Assignment
Which lines of the records contain "search"? Collect every one of them.

Input
──────────
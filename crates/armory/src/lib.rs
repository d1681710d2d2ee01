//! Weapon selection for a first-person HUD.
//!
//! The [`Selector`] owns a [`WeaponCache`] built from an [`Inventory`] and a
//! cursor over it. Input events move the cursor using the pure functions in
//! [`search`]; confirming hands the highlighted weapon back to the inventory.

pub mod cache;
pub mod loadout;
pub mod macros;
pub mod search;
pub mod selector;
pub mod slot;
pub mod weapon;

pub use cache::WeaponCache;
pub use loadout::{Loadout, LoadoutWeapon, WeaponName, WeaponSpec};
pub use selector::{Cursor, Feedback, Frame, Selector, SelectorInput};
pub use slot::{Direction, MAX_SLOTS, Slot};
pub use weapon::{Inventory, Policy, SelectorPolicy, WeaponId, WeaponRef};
──────────
Answer to the problem
//! [`search`]; confirming hands the highlighted weapon back to the inventory.
pub mod search;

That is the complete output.